KIDS THESE DAYS
GEN Z, EXPLAINED
In touch with their emotions and extremely online—how the youngest are coming of age
by ROBERTA KATZ , SARAH OGILVIE , JANE SHAW & LINDA WOODHEAD
Gen Zers, also called postmillennials, Zoomers, or iGen-ers, are the first generation never to know the world without the internet. The oldest Gen Zers, now in their mid-20s, were born around the time the World Wide Web made its public debut in 1995. They are therefore the first cohort to have grown up only knowing the world with the endless information and infinite connectivity of the digital age. So who are they and how do they think?
All four of us work at universities, and over a conversation one afternoon we found ourselves sharing anecdotes about our experiences of postmillennial students. We had all noticed that, in recent years, incoming students were strikingly different from those from a few years before. They had a new vocabulary for talking about their identities and their places of belonging; they were hardworking but also placed an emphasis on their wellbeing and self-care, and they engaged in activism in a distinctively non-hierarchical, collaborative manner. By the end of that conversation, curious about the distinctly different ways in which postmillennials express themselves, we decided to engage in our own collaborative work.
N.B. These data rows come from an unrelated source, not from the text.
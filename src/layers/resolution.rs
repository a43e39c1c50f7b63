use std::cmp::Ordering;

use strsim::normalized_levenshtein;
use crate::layers::Paper;

/// Titles at least this similar (after normalization) are the same work.
const NEAR_DUPLICATE_SIMILARITY: f64 = 0.95;
/// Containment and fuzzy matching only apply above this many characters.
const LONG_TITLE_CHARS: usize = 20;

pub struct Resolver;

impl Resolver {
    /// Lowercases, drops punctuation and collapses whitespace.
    pub fn normalize_title(title: &str) -> String {
        let stripped: String = title
            .to_lowercase()
            .chars()
            .filter(|c| c.is_alphanumeric() || c.is_whitespace() || *c == '_')
            .collect();
        stripped.split_whitespace().collect::<Vec<_>>().join(" ")
    }

    pub fn is_duplicate(a: &Paper, b: &Paper) -> bool {
        if a.id == b.id {
            return true;
        }
        if let (Some(da), Some(db)) = (&a.doi, &b.doi) {
            if da.eq_ignore_ascii_case(db) {
                return true;
            }
        }
        Self::titles_match(&Self::normalize_title(&a.title), &Self::normalize_title(&b.title))
    }

    fn titles_match(a: &str, b: &str) -> bool {
        if a == b {
            return true;
        }
        if a.chars().count() > LONG_TITLE_CHARS && b.chars().count() > LONG_TITLE_CHARS {
            // Subtitled and unsubtitled versions of the same paper.
            if a.contains(b) || b.contains(a) {
                return true;
            }
            let similarity = normalized_levenshtein(a, b);
            if similarity >= NEAR_DUPLICATE_SIMILARITY {
                tracing::debug!("Near-duplicate titles ({:.3}): '{}' / '{}'", similarity, a, b);
                return true;
            }
        }
        false
    }

    /// Keeps the first occurrence of every work, preserving input order.
    pub fn deduplicate(papers: Vec<Paper>) -> Vec<Paper> {
        let mut unique: Vec<Paper> = Vec::with_capacity(papers.len());
        for paper in papers {
            if unique.iter().any(|kept| Self::is_duplicate(kept, &paper)) {
                tracing::debug!("Dropping duplicate: {}", paper.title);
                continue;
            }
            unique.push(paper);
        }
        unique
    }

    /// Appends the papers from `incoming` that are not already present; returns how many were added.
    pub fn merge_into(existing: &mut Vec<Paper>, incoming: Vec<Paper>) -> usize {
        let before = existing.len();
        let combined: Vec<Paper> = existing.drain(..).chain(incoming).collect();
        *existing = Self::deduplicate(combined);
        existing.len() - before
    }

    /// 0.4 * recency + 0.6 * citation impact, both in [0, 1].
    pub fn relevance_score(paper: &Paper, current_year: i32) -> f64 {
        let age = f64::from(current_year - paper.year);
        let recency = (1.0 - age / 10.0).clamp(0.0, 1.0);
        let citation = ((f64::from(paper.citations) + 1.0).powf(0.25) / 10.0).min(1.0);
        recency * 0.4 + citation * 0.6
    }

    pub fn rank_by_relevance(mut papers: Vec<Paper>, current_year: i32) -> Vec<Paper> {
        papers.sort_by(|a, b| {
            Self::relevance_score(b, current_year)
                .partial_cmp(&Self::relevance_score(a, current_year))
                .unwrap_or(Ordering::Equal)
        });
        papers
    }

    /// Keeps papers from the last `recent_years` years, newest and most cited first.
    pub fn select_recent(mut papers: Vec<Paper>, current_year: i32, recent_years: i32, max: usize) -> Vec<Paper> {
        papers.retain(|p| p.year >= current_year - recent_years);
        papers.sort_by(|a, b| (b.year, b.citations).cmp(&(a.year, a.citations)));
        papers.truncate(max);
        papers
    }
}

#[cfg(test)]
mod tests {
    use super::*;
    use crate::layers::{sample_paper, SourceDatabase};

    #[test]
    fn test_normalize_title() {
        assert_eq!(
            Resolver::normalize_title("  Attention Is  All You Need! "),
            "attention is all you need"
        );
        assert_eq!(Resolver::normalize_title("BERT: Pre-training"), "bert pretraining");
    }

    #[test]
    fn test_deduplicates_case_and_punctuation_variants() {
        let papers = vec![
            sample_paper("Deep Learning for Protein Folding", 2022, 10),
            sample_paper("deep learning for protein folding.", 2021, 3),
            sample_paper("Graph Neural Networks in Chemistry", 2023, 4),
        ];
        let unique = Resolver::deduplicate(papers);
        assert_eq!(unique.len(), 2);
        assert_eq!(unique[0].year, 2022);
    }

    #[test]
    fn test_subtitle_containment_counts_as_duplicate() {
        let papers = vec![
            sample_paper("Federated Learning in Healthcare Systems", 2022, 10),
            sample_paper("Federated Learning in Healthcare Systems: A Survey", 2022, 10),
        ];
        assert_eq!(Resolver::deduplicate(papers).len(), 1);
    }

    #[test]
    fn test_short_titles_need_exact_match() {
        let papers = vec![sample_paper("Graph Models", 2022, 1), sample_paper("Graph Models II", 2022, 1)];
        assert_eq!(Resolver::deduplicate(papers).len(), 2);
    }

    #[test]
    fn test_shared_doi_is_duplicate() {
        let mut a = sample_paper("Completely Different Title One", 2022, 1);
        let mut b = sample_paper("Another Unrelated Heading Here", 2022, 1);
        a.doi = Some("10.1/X".to_string());
        b.doi = Some("10.1/x".to_string());
        b.source = SourceDatabase::Crossref;
        assert!(Resolver::is_duplicate(&a, &b));
        assert_eq!(Resolver::deduplicate(vec![a, b]).len(), 1);
    }

    #[test]
    fn test_deduplicate_is_idempotent() {
        let papers = vec![
            sample_paper("Quantum Error Correction with Surface Codes", 2021, 50),
            sample_paper("Quantum Error Correction With Surface Codes", 2022, 5),
            sample_paper("Quantum Error Correction with Surface Code", 2020, 9),
            sample_paper("Topological Qubits and Their Discontents", 2023, 1),
            sample_paper("Surface Codes", 2019, 2),
            sample_paper("Surface codes!", 2019, 2),
        ];
        let once = Resolver::deduplicate(papers);
        let twice = Resolver::deduplicate(once.clone());
        assert_eq!(once, twice);
    }

    #[test]
    fn test_ids_unique_after_dedup() {
        let mut a = sample_paper("First Paper About Something", 2022, 1);
        let mut b = sample_paper("Second Paper On Other Things", 2022, 1);
        a.id = "same".into();
        b.id = "same".into();
        let unique = Resolver::deduplicate(vec![a, b]);
        assert_eq!(unique.len(), 1);
    }

    #[test]
    fn test_merge_into_reports_new_papers() {
        let mut existing = vec![sample_paper("Reinforcement Learning for Robotics", 2022, 3)];
        let added = Resolver::merge_into(
            &mut existing,
            vec![
                sample_paper("reinforcement learning for robotics", 2022, 3),
                sample_paper("Sim-to-Real Transfer in Manipulation", 2023, 8),
            ],
        );
        assert_eq!(added, 1);
        assert_eq!(existing.len(), 2);
    }

    #[test]
    fn test_relevance_prefers_recent_and_cited() {
        let old = sample_paper("An Older Paper With Few Citations", 2010, 1);
        let new = sample_paper("A Newer Paper With More Citations", 2024, 500);
        let ranked = Resolver::rank_by_relevance(vec![old, new], 2025);
        assert_eq!(ranked[0].year, 2024);
        let score = Resolver::relevance_score(&ranked[0], 2025);
        assert!(score > 0.0 && score <= 1.0);
    }

    #[test]
    fn test_select_recent_filters_sorts_and_truncates() {
        let papers = vec![
            sample_paper("Paper From Long Ago Indeed", 2012, 900),
            sample_paper("Paper From Last Year Indeed", 2024, 2),
            sample_paper("Paper From This Year Indeed", 2025, 1),
            sample_paper("Paper From Last Year Cited", 2024, 20),
        ];
        let recent = Resolver::select_recent(papers, 2025, 5, 2);
        let titles: Vec<_> = recent.iter().map(|p| p.title.as_str()).collect();
        assert_eq!(titles, vec!["Paper From This Year Indeed", "Paper From Last Year Cited"]);
    }
}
We would use the combined methods of our fields of anthropology, linguistics, history, sociology and religious studies to devise a study that would collect data, establish facts and shed light on the broader historical context to understand better just what was going on with “kids these days.”
We then immersed ourselves in the worlds of 18- to 25-year-olds through interviews and surveys in both the US and UK. We also, with the help of machine learning, created a 70m-word collection of the language used by Gen Z.
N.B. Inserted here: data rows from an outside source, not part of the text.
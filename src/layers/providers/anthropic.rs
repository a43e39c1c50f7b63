use async_trait::async_trait;
use reqwest::Client;
use serde::Deserialize;
use serde_json::json;

use crate::error::ProviderFailure;
use crate::layers::providers::{check_status, CompletionRequest, LlmAdapter, ProviderKind};

const ANTHROPIC_BASE: &str = "https://api.anthropic.com";
const ANTHROPIC_VERSION: &str = "2023-06-01";

#[derive(Deserialize)]
struct MessagesResponse {
    #[serde(default)]
    content: Vec<ContentBlock>,
}

#[derive(Deserialize)]
struct ContentBlock {
    #[serde(rename = "type")]
    kind: String,
    text: Option<String>,
}

pub struct AnthropicAdapter {
    client: Client,
    api_key: String,
    model: String,
    base_url: String,
}

impl AnthropicAdapter {
    pub fn new(client: Client, api_key: impl Into<String>, model: &str) -> Self {
        Self {
            client,
            api_key: api_key.into(),
            model: model.to_string(),
            base_url: ANTHROPIC_BASE.to_string(),
        }
    }

    #[cfg(test)]
    pub fn with_base_url(mut self, base_url: impl Into<String>) -> Self {
        self.base_url = base_url.into();
        self
    }
}

#[async_trait]
impl LlmAdapter for AnthropicAdapter {
    fn kind(&self) -> ProviderKind {
        ProviderKind::Anthropic
    }

    async fn complete(&self, request: &CompletionRequest) -> Result<String, ProviderFailure> {
        let mut body = json!({
            "model": self.model,
            "max_tokens": request.max_tokens,
            "temperature": request.temperature,
            "messages": [{"role": "user", "content": request.prompt_with_schema_hint()}],
        });
        if let Some(system) = &request.system {
            body["system"] = json!(system);
        }

        let url = format!("{}/v1/messages", self.base_url.trim_end_matches('/'));
        tracing::debug!("Calling Anthropic model {}", self.model);
        let resp = self
            .client
            .post(&url)
            .header("x-api-key", &self.api_key)
            .header("anthropic-version", ANTHROPIC_VERSION)
            .json(&body)
            .send()
            .await?;

        let parsed: MessagesResponse = check_status(resp).await?.json().await?;
        Ok(parsed
            .content
            .into_iter()
            .filter(|block| block.kind == "text")
            .filter_map(|block| block.text)
            .collect::<Vec<_>>()
            .join(""))
    }
}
We looked at the distinctive ways of being, values and worldviews that are shared by many Gen Zers, exploring who they are and how they go about their daily lives. Gen Zers encounter the world in a radically different way from those who know what life was like before the internet. They have had to navigate the new digital world largely without the guidance of their elders, and this has led to distinctive behaviours—though ones increasingly adopted by others, a trend that was accelerated during the Covid-19 pandemic, when so many more aspects of everyone’s lives went online.
The experience of Gen Zers is often paradoxical, even contradictory. They have more “voice” than ever before (a meme or a YouTube or TikTok video can reach millions), but they also have a sense of diminished agency “in real life” (institutions and political and economic systems seem locked, inaccessible to them, and wrongheaded). They are often optimistic about their own generation but deeply pessimistic about the problems they have inherited: climate change, police violence, racial and gender injustice, failures of the political system, the fact they have little chance of owning a home or doing better than their parents. Gen Zers navigate these paradoxes using the new—usually digital— tools that they have at hand. We have tried to observe their methods of addressing those problems and to listen with critical respect to their solutions.
We asked how Gen Zers have gone beyond navigating this new world to harnessing it to achieve a workable coherence of beliefs and values, identity and belonging. We explored the values they have forged to guide them in this new and uncharted territory, and how important those values are to maintaining the stability and security they seek. We investigated their preferences for new ways of acting when authority has seemingly become dispensable and the distinction between offline and online has become obscured. And we discussed the tensions and pressures that Gen Zers are experiencing as they move through this world in transition, along with their hopes and fears about the future.